I do think it is a little early to call Grady Sizemore a bust, but the early returns are not good.
Since back-to-back 2 hit games against the Yankees on April 11 and 13, Sizemore has hit an abysmal .167 / .218 OBP. Granted, this is carried by an equally abysmal .209 BABIP, which might indicate some bad luck.
For the season, Sizemore has a .253 BABIP, and when compared to his xBABIP of .302, it does look like luck has not been on Sizemore’s side. Further, he has been a solid outfielder defensively, and filled in at multiple positions.
The real question that lingers is if he can ever right the ship. Last year, Victor Martinez spent a full half-season struggling offensively in the wake of an extended absence, and then once he got going, has not stopped hitting since. Do the Sox expect a similar resurgence from Sizemore? Certain they hope for it. Granted, Sizemore’s absence was longer than Martinez’, but he is also a younger player.
Still, it seems now and even did then, that expecting Sizemore to even reclaim a part of the success that once made him the best overall outfielder in MLB (which he was) was the longest of longshots. Is it time to cut bait? Even if he can equalize his unlucky BABIP, we are still looking at a .258 hitter with a .329OBP and maybe 8-10HRs. Those numbers are less than what David Freese gave the Cardinals last year, and he was shipped off for an outfielder barely good enough to keep a starting role.
Upgrading LF, despite what many think, is not as easy as sending off some redundant prospects for al All Star. To get most of the names fans want, the price tag will likely include Bogaerts, Betts or both. The Marlins are not giving up Stanton for the packages Sox fans want to give up. Loria has always been a financially conscious owner, and after a season where the Marlins sold like 250 tickets, he does recognize that it is Stanton who sells them. In fact, the Marlins ticket hotline is actually Giancarlo’s cell number.

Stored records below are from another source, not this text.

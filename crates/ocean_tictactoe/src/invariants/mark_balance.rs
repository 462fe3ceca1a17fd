//! Mark balance invariant: X goes first, so counts stay within one.

use super::Invariant;
use crate::game::Game;
use crate::types::Mark;

/// Invariant: the board holds as many X marks as O marks, or one more.
///
/// X always moves first and marks are only ever added, so any reachable
/// board satisfies `o_count <= x_count <= o_count + 1`.
pub struct MarkBalanceInvariant;

impl Invariant<Game> for MarkBalanceInvariant {
    fn holds(game: &Game) -> bool {
        let x_count = game.board().count(Mark::X);
        let o_count = game.board().count(Mark::O);
        x_count == o_count || x_count == o_count + 1
    }

    fn description() -> &'static str {
        "X count equals O count or exceeds it by exactly one"
    }
}

#[cfg(test)]
mod tests {
    use super::*;
    use crate::position::Position;
    use crate::types::Square;

    #[test]
    fn test_empty_board_holds() {
        let game = Game::new();
        assert!(MarkBalanceInvariant::holds(&game));
    }

    #[test]
    fn test_balance_holds_through_a_game() {
        let mut game = Game::new();
        for i in [4, 0, 8, 2, 3] {
            game.apply_move(Position::from_index(i).unwrap());
            assert!(MarkBalanceInvariant::holds(&game));
        }
    }

    #[test]
    fn test_two_extra_x_violates() {
        let mut game = Game::new();
        game.board.set(Position::TopLeft, Square::Occupied(Mark::X));
        game.board.set(Position::TopRight, Square::Occupied(Mark::X));
        assert!(!MarkBalanceInvariant::holds(&game));
    }

    #[test]
    fn test_o_leading_violates() {
        let mut game = Game::new();
        game.board.set(Position::Center, Square::Occupied(Mark::O));
        assert!(!MarkBalanceInvariant::holds(&game));
    }
}
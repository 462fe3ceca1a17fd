//! Core domain types for tic-tac-toe.

use crate::position::Position;
use serde::{Deserialize, Serialize};

/// A player's mark.
#[derive(Debug, Clone, Copy, PartialEq, Eq, Hash, Serialize, Deserialize)]
pub enum Mark {
    /// The knight's mark (goes first).
    X,
    /// The queen's mark (goes second).
    O,
}

impl Mark {
    /// Returns the opposing mark.
    pub fn other(self) -> Self {
        match self {
            Mark::X => Mark::O,
            Mark::O => Mark::X,
        }
    }

    /// Role name used in status lines.
    pub fn role(self) -> &'static str {
        match self {
            Mark::X => "Knight (Player 1)",
            Mark::O => "Queen (Player 2)",
        }
    }

    /// Chess glyph rendered in an occupied cell.
    pub fn glyph(self) -> &'static str {
        match self {
            Mark::X => "♞",
            Mark::O => "♛",
        }
    }
}

impl std::fmt::Display for Mark {
    fn fmt(&self, f: &mut std::fmt::Formatter<'_>) -> std::fmt::Result {
        match self {
            Mark::X => write!(f, "X"),
            Mark::O => write!(f, "O"),
        }
    }
}

/// A square on the tic-tac-toe board.
#[derive(Debug, Clone, Copy, PartialEq, Eq, Hash, Serialize, Deserialize)]
pub enum Square {
    /// Empty square.
    Empty,
    /// Square occupied by a mark.
    Occupied(Mark),
}

impl Square {
    /// Returns the occupying mark, if any.
    pub fn mark(self) -> Option<Mark> {
        match self {
            Square::Empty => None,
            Square::Occupied(mark) => Some(mark),
        }
    }

    /// Glyph for rendering: the mark's glyph, or the empty string.
    pub fn glyph(self) -> &'static str {
        match self {
            Square::Empty => "",
            Square::Occupied(mark) => mark.glyph(),
        }
    }
}

/// 3x3 tic-tac-toe board.
#[derive(Debug, Clone, Copy, PartialEq, Eq, Serialize, Deserialize)]
pub struct Board {
    /// Squares in row-major order (0-8).
    squares: [Square; 9],
}

impl Board {
    /// Creates a new empty board.
    pub fn new() -> Self {
        Self {
            squares: [Square::Empty; 9],
        }
    }

    /// Gets the square at the given position.
    pub fn get(&self, pos: Position) -> Square {
        self.squares[pos.to_index()]
    }

    /// Sets the square at the given position.
    pub fn set(&mut self, pos: Position, square: Square) {
        self.squares[pos.to_index()] = square;
    }

    /// Checks if the square at the given position is empty.
    pub fn is_empty(&self, pos: Position) -> bool {
        self.get(pos) == Square::Empty
    }

    /// Returns all squares as a slice, row-major.
    pub fn squares(&self) -> &[Square; 9] {
        &self.squares
    }

    /// Counts the squares occupied by the given mark.
    pub fn count(&self, mark: Mark) -> usize {
        self.squares
            .iter()
            .filter(|square| **square == Square::Occupied(mark))
            .count()
    }
}

impl Default for Board {
    fn default() -> Self {
        Self::new()
    }
}

impl std::fmt::Display for Board {
    /// Formats the board as a human-readable grid. Empty squares show
    /// their 1-based cell number.
    fn fmt(&self, f: &mut std::fmt::Formatter<'_>) -> std::fmt::Result {
        for row in 0..3 {
            for col in 0..3 {
                let pos = row * 3 + col;
                match self.squares[pos] {
                    Square::Empty => write!(f, "{}", pos + 1)?,
                    Square::Occupied(mark) => write!(f, "{mark}")?,
                }
                if col < 2 {
                    write!(f, "|")?;
                }
            }
            if row < 2 {
                write!(f, "\n-+-+-\n")?;
            }
        }
        Ok(())
    }
}

/// Current status of the game.
#[derive(Debug, Clone, Copy, PartialEq, Eq, Serialize, Deserialize)]
pub enum GameStatus {
    /// Game is ongoing.
    InProgress,
    /// Game ended in a win.
    Won(Mark),
    /// Game ended in a draw.
    Draw,
}

impl GameStatus {
    /// True once the game has reached a terminal state.
    pub fn is_over(self) -> bool {
        !matches!(self, GameStatus::InProgress)
    }

    /// Returns the winning mark, if the game was won.
    pub fn winner(self) -> Option<Mark> {
        match self {
            GameStatus::Won(mark) => Some(mark),
            _ => None,
        }
    }
}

And as most names won’t be available until late June at the earliest, since a lot of teams are still in it, and those who are going to sell will at least want as many bidders as possible so as to maximize the return, if the Sox want to “do anything,” they have to look at the free and easy upgrades that will be available ASAP. Here are some names, not inspring ones, but names.
Justin Maxwell. Recently DFA’d by the Royals and on track to clear waivers, the Sox could grab this minimum wage player with surprising power (34HR in 900PA over his career, so about 20 in a full season) and the ability to play all three outfield positions rather well. At the very least, he is a “free” stopgap option till better options present themselves.
Travis Snider. The Pirates will want to clear outfield spot for the post-Super Two arrival of Gregoy Polanco, and moving Snider will work for them. Snider is also on the short list of players who could be acquired for Middlebrooks. His .211 / .299 OBP is largely created by a .253 BABIP. However, with an xBABIP of .340, Snider is, to put it mildly, insanely unlucky. He should be posting .262 / .340 OBP numbers. He also has as much power as Middlebrooks and is just as likely to reach some sort of potential, being only 6 months older than Middlebrooks. The Pirates would likely be in favor of this deal, not only because it clears roster space, but also because the acquisition of Middlebrooks allows them to make their long-anticipated move of Pedro Alvarez to 1B.
Chris Carter. Like Snider, Carter could be another victim of losing his job to a top prospect, in this case Jonathan Singleton. Carter is more known for his incredibly lofty strikeout totals, but at least balances with a passable walk rate. He won’t put up great BA number, but has, to be mild, prodigious power (29HRs last year) and a swing that Fenway is unlikely to screw up, since it is already there.
Carlos Quentin. Really, this is the guy they need. Quentin has every ability to Sox need except the ability to stay healthy. He is easily one of, if not the most underrated power hitter in MLB. Petco is not his friend, and the Padres have a logjam of MLB outfielders fighting for at-bats (though admittedly, not fighting well). But at least Quentin’s part time status is at least countered by a salary of about half or less of what his equals make. Unlike the other 3 names, Quentin is likely to cost. One has to figure he will cost at least one really good top ten prospect, and then a little more. For the sake or argument, let’s start the bidding ith Cecchini and add a PTBNL conditional on playing time. Cecchini is somewhat redundant, given Bogaerts’s move to 3B and the potential arrival of Devin Marrero next season. Add a PTBNL with conditions like, if Quentin gets over 300PA this year, the Padres get Ranaudo. For 200-299 PA, they get Brian Johnson. For less than 200PA, they get Bryce Brentz or Sean Coyle. Something along those lines.